Pleasantville, New Jersey; United States;
- Broadcast area: Atlantic City; Jersey Shore;
- Frequency: 1400 kHz
- Branding: News Talk 1400 WOND

Programming
- Format: Talk radio
- Affiliations: ABC News Radio; Compass Media Networks; Premiere Networks; Westwood One;

Ownership
- Owner: Longport Media LLC.
- Sister stations: WBSS; WMGM; WTKU-FM;

History
- First air date: July 1950

Technical information
- Licensing authority: FCC
- Facility ID: 61102
- Class: C
- Power: 1,000 watts unlimited
- Transmitter coordinates: 39°23′24.4″N 74°30′43.5″W﻿ / ﻿39.390111°N 74.512083°W
- Translator: 92.3 W223CO (Atlantic City)

Links
- Public license information: Public file; LMS;
- Webcast: Listen live
- Website: wondradio.com

= WOND =

WOND (1400 AM) is a commercial radio station licensed to Pleasantville, New Jersey, and serving the Atlantic City radio market. It is owned by Longport Media and broadcasts a Conservative talk radio format. The station's studios and offices are located offshore in Linwood, New Jersey.

WOND is powered at 1,000 watts using a non-directional antenna, its transmitter is on Old Turnpike in Pleasantville, near the Atlantic City Expressway.

==Programming==
On weekdays, WOND has local hosts during the day. Nights feature nationally syndicated programs, including: The Lars Larson Show, Coast to Coast AM with George Noory and America in The Morning.

Weekend syndicated hosts include Handel on The Law with Bill Handel, The Kim Komando Show and Sunday Night Live with Bill Cunningham. Most hours begin with an update from ABC News Radio.

==History==
WOND is one of the Atlantic City market's legacy radio stations, first signing on the air in July 1950 as a network affiliate of ABC Radio.

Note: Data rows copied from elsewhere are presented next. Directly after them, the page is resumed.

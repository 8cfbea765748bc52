//! repo-updater core library: domain types, list diffing, repo manifests.
//!
//! Public API surface:
//! - [`types`]: [`Repo`], [`ExternalRepoSpec`] and the lifecycle capability
//! - [`diff`]: the identity-keyed list diff used by every reconciliation cycle
//! - [`manifest`]: YAML repo manifests (load / save)
//! - [`error`]: [`ManifestError`]

pub mod diff;
pub mod error;
pub mod manifest;
pub mod types;

pub use diff::{diff, Diff, Diffable};
pub use error::ManifestError;
pub use types::{ExternalRepoSpec, Lifecycle, Repo};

In the 1960s, it was a Top 40 radio station, and its morning show was hosted by Bob Weems, one of the area's best-remembered DJs. The station was home to the long-running Pinky's Corner, hosted by Seymour "Pinky" Kravitz. The show called WOND home for 57 years before his retirement and death in 2015.

TV journalist Jessica Savitch began her career as a teen DJ on a show called Teen Talk in 1962. She used "Wild Weekend" as a theme song. She called herself "Wonda" for a short time. The station also launched the career of Tom Lamaine, long-time radio personality at WIP in Philadelphia and then at KYW-TV.

"First Lady of the Airwaves" Barbara Altman also broadcast her weekday call-in show Barbara Altman's Front Porch from WOND for decades.